Provided entries START
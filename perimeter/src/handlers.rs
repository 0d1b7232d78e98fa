use anyhow::{Context, Result, bail};
use clap::ArgMatches;
use colored::Colorize;
use indicatif::{ProgressBar, ProgressStyle};
use perimeter_core::report::{
    ReportFormat, TargetReport, generate_json_report, render_text_summary, save_report,
};
use perimeter_core::targets::prepare_targets;
use perimeter_core::{Orchestrator, ScanConfig};
use std::fs;
use std::path::{Path, PathBuf};
use std::sync::Arc;
use std::time::Duration;
use tracing::info;
use tracing_subscriber::EnvFilter;

pub fn print_banner() {
    eprintln!("{}", "═".repeat(60).bright_blue().bold());
    eprintln!(
        "{} {}",
        "  PERIMETER".bright_white().bold(),
        format!("v{}", env!("CARGO_PKG_VERSION")).bright_black()
    );
    eprintln!("  passive web exposure assessment");
    eprintln!("{}", "═".repeat(60).bright_blue().bold());
    eprintln!();
}

/// Logs go to stderr so JSON on stdout stays clean. `RUST_LOG` wins over
/// the verbosity count.
pub fn init_logging(verbosity: u8) {
    let filter = match verbosity {
        0 => "warn",
        1 => "info",
        _ => "debug",
    };
    tracing_subscriber::fmt()
        .with_env_filter(
            EnvFilter::try_from_default_env().unwrap_or_else(|_| EnvFilter::new(filter)),
        )
        .with_writer(std::io::stderr)
        .with_target(false)
        .init();
}

pub fn expand_path(raw: &str) -> PathBuf {
    PathBuf::from(shellexpand::tilde(raw).as_ref())
}

/// Raw target lines from a file. Blank lines and `#` comments are skipped;
/// normalization happens later.
pub fn load_targets_from_file(path: &Path) -> Result<Vec<String>> {
    let content = fs::read_to_string(path)
        .with_context(|| format!("Failed to read targets file {}", path.display()))?;

    Ok(content
        .lines()
        .map(str::trim)
        .filter(|line| !line.is_empty() && !line.starts_with('#'))
        .map(str::to_string)
        .collect())
}

/// Merges command-line targets with the targets file, normalized and
/// deduplicated in first-seen order.
pub fn collect_targets(cli_targets: &[String], targets_file: Option<&Path>) -> Result<Vec<String>> {
    let mut raw: Vec<String> = cli_targets.to_vec();
    if let Some(path) = targets_file {
        raw.extend(load_targets_from_file(path)?);
    }

    let targets = prepare_targets(&raw);
    if targets.is_empty() {
        bail!("No valid targets supplied (use --target or --targets-file)");
    }
    Ok(targets)
}

pub fn load_log_file(path: &Path) -> Result<Arc<[u8]>> {
    let bytes =
        fs::read(path).with_context(|| format!("Failed to read log file {}", path.display()))?;
    Ok(Arc::from(bytes))
}

pub fn build_config(args: &ArgMatches) -> Result<ScanConfig> {
    let mut config = ScanConfig::default();

    if let Some(&max_pages) = args.get_one::<usize>("max-pages") {
        config.max_pages = max_pages;
    }
    if let Some(&max_depth) = args.get_one::<usize>("max-depth") {
        config.max_depth = max_depth;
    }
    if let Some(&timeout) = args.get_one::<u64>("timeout") {
        config.fetch_timeout_secs = timeout;
        config.crawl_fetch_timeout_secs = timeout;
    }
    if let Some(&tool_timeout) = args.get_one::<u64>("tool-timeout") {
        config.tool_timeout_secs = tool_timeout;
    }
    if let Some(&workers) = args.get_one::<usize>("tls-workers") {
        config.tls_concurrency = workers;
    }
    if let Some(&workers) = args.get_one::<usize>("tool-workers") {
        config.tool_concurrency = workers;
    }
    if let Some(&workers) = args.get_one::<usize>("crawl-workers") {
        config.crawl_concurrency = workers;
    }
    config.render_enabled = !args.get_flag("no-render");
    config.audit_tool = if args.get_flag("no-audit-tool") {
        None
    } else {
        args.get_one::<String>("audit-tool").cloned()
    };

    config.validate().context("Invalid scan settings")?;
    Ok(config)
}

fn format_reports(reports: &[TargetReport], format: ReportFormat) -> Result<String> {
    match format {
        ReportFormat::Text => Ok(render_text_summary(reports)),
        ReportFormat::Json => {
            generate_json_report(reports).context("Failed to serialize JSON report")
        }
    }
}

pub async fn handle_scan(sub_matches: &ArgMatches) -> Result<()> {
    let cli_targets: Vec<String> = sub_matches
        .get_many::<String>("target")
        .map(|values| values.cloned().collect())
        .unwrap_or_default();
    let targets_file = sub_matches
        .get_one::<String>("targets-file")
        .map(|raw| expand_path(raw));
    let targets = collect_targets(&cli_targets, targets_file.as_deref())?;

    let log_bytes = match sub_matches.get_one::<String>("log-file") {
        Some(raw) => Some(load_log_file(&expand_path(raw))?),
        None => None,
    };

    let format = sub_matches
        .get_one::<String>("format")
        .and_then(|f| ReportFormat::from_str(f))
        .unwrap_or(ReportFormat::Text);
    let output = sub_matches.get_one::<PathBuf>("output");
    let quiet = sub_matches.get_flag("quiet");
    let config = build_config(sub_matches)?;

    info!(
        "Scanning {} target(s), max_pages={}, max_depth={}",
        targets.len(),
        config.max_pages,
        config.max_depth
    );

    let show_progress = !quiet && !(format == ReportFormat::Json && output.is_none());
    let spinner = if show_progress {
        let spinner = ProgressBar::new_spinner();
        spinner.set_style(
            ProgressStyle::default_spinner()
                .template("{spinner:.cyan} {msg}")
                .context("Invalid progress template")?,
        );
        spinner.enable_steady_tick(Duration::from_millis(100));
        spinner.set_message(format!("Scanning {} target(s)...", targets.len()));
        Some(spinner)
    } else {
        None
    };

    let mut orchestrator = Orchestrator::new(config).context("Failed to set up the scanner")?;
    if let Some(ref spinner) = spinner {
        let spinner = spinner.clone();
        orchestrator = orchestrator.with_progress_callback(Arc::new(move |url: &str| {
            spinner.set_message(format!("Crawling {}", url));
        }));
    }

    let reports = orchestrator.scan(&targets, log_bytes).await;

    if let Some(spinner) = spinner {
        spinner.finish_and_clear();
    }

    let unreachable = reports.iter().filter(|r| r.error().is_some()).count();
    let rendered = format_reports(&reports, format)?;

    match output {
        Some(path) => {
            let path = expand_path(&path.to_string_lossy());
            save_report(&rendered, &path)
                .with_context(|| format!("Failed to write report to {}", path.display()))?;
            if !quiet {
                eprintln!(
                    "{} Report saved to {}",
                    "✓".green().bold(),
                    path.display().to_string().bright_white()
                );
            }
        }
        None => print!("{}", rendered),
    }

    if !quiet && unreachable > 0 {
        eprintln!(
            "{} {} of {} target(s) unreachable",
            "⚠".yellow().bold(),
            unreachable,
            reports.len()
        );
    }

    Ok(())
}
Provided entries END
Task to carry out
Only the lines containing the string "ReportFormat" are needed; pull them out of the records.

Your solution
    ReportFormat, TargetReport, generate_json_report, render_text_summary, save_report,
fn format_reports(reports: &[TargetReport], format: ReportFormat) -> Result<String> {
        ReportFormat::Text => Ok(render_text_summary(reports)),
        ReportFormat::Json => {
        .and_then(|f| ReportFormat::from_str(f))
        .unwrap_or(ReportFormat::Text);
    let show_progress = !quiet && !(format == ReportFormat::Json && output.is_none());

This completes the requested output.